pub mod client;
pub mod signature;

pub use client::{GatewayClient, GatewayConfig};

□ □ □ □ □ □ □

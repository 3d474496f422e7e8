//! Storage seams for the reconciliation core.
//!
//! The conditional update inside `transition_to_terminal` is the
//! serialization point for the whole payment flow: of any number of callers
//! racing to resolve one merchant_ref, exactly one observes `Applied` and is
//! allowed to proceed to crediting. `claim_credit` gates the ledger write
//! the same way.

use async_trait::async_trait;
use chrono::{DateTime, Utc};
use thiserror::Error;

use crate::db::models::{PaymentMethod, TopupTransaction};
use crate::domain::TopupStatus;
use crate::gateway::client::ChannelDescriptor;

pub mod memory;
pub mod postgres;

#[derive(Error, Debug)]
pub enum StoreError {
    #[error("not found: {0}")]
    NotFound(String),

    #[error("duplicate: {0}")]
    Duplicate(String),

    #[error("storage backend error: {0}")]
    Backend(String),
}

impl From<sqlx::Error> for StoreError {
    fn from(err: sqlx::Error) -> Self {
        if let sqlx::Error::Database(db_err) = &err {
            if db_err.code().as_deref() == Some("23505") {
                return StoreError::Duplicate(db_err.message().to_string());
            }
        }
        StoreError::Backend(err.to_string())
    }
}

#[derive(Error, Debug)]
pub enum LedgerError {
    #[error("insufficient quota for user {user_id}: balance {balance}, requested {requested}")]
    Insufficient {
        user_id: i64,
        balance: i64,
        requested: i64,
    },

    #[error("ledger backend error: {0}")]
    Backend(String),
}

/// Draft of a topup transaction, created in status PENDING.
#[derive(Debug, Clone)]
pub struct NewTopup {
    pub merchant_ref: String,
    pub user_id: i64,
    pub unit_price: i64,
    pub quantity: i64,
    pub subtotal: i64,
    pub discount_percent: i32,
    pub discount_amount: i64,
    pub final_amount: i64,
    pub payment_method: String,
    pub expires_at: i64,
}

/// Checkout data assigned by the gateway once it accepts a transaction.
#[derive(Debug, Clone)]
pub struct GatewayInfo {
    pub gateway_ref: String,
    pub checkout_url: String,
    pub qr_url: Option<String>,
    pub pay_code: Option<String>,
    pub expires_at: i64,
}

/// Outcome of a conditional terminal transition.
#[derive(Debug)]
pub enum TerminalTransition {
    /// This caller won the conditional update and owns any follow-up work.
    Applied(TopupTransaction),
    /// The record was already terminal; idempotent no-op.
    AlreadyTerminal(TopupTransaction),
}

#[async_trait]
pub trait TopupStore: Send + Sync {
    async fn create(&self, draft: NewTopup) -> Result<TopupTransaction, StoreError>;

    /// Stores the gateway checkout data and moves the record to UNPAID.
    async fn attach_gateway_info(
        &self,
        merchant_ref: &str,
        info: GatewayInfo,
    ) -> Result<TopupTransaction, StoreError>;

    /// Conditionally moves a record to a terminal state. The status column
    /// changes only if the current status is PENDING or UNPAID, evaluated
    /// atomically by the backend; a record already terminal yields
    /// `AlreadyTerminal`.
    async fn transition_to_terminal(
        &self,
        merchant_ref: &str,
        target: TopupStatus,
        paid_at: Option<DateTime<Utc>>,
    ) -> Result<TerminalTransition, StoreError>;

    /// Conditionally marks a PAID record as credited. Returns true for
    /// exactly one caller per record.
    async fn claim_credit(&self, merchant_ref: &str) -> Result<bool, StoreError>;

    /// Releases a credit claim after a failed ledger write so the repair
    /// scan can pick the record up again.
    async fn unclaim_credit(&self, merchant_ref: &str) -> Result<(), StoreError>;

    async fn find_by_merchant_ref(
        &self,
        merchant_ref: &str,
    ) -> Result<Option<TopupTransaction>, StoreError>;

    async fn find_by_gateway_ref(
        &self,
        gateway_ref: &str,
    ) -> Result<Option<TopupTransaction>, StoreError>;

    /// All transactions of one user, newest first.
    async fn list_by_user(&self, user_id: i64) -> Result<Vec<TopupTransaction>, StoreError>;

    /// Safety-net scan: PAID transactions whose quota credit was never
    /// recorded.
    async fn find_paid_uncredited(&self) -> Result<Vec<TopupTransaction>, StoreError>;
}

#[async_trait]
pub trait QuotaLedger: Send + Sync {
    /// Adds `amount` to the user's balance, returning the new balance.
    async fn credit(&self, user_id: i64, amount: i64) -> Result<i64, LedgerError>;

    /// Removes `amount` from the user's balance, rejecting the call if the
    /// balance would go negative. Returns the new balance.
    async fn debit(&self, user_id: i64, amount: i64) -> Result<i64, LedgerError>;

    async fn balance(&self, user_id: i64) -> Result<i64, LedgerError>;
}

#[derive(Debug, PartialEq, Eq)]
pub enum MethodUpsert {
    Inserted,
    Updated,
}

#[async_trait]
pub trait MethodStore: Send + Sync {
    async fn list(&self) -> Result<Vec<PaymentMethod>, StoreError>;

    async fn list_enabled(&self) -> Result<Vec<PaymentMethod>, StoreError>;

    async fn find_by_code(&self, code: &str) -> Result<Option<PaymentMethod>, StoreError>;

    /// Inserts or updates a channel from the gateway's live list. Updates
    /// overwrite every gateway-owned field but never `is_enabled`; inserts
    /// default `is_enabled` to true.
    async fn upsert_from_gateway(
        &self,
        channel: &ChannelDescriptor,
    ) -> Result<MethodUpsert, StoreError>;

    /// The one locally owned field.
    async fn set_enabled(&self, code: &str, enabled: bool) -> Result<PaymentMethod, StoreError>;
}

□ □ □ □ □ □ □

▸ **EXERCISE**: Spot every line in the entries that includes the word "TopupStatus", and copy each one out.

▸ **EXPECTED ANSWER**:
use crate::domain::TopupStatus;
        target: TopupStatus,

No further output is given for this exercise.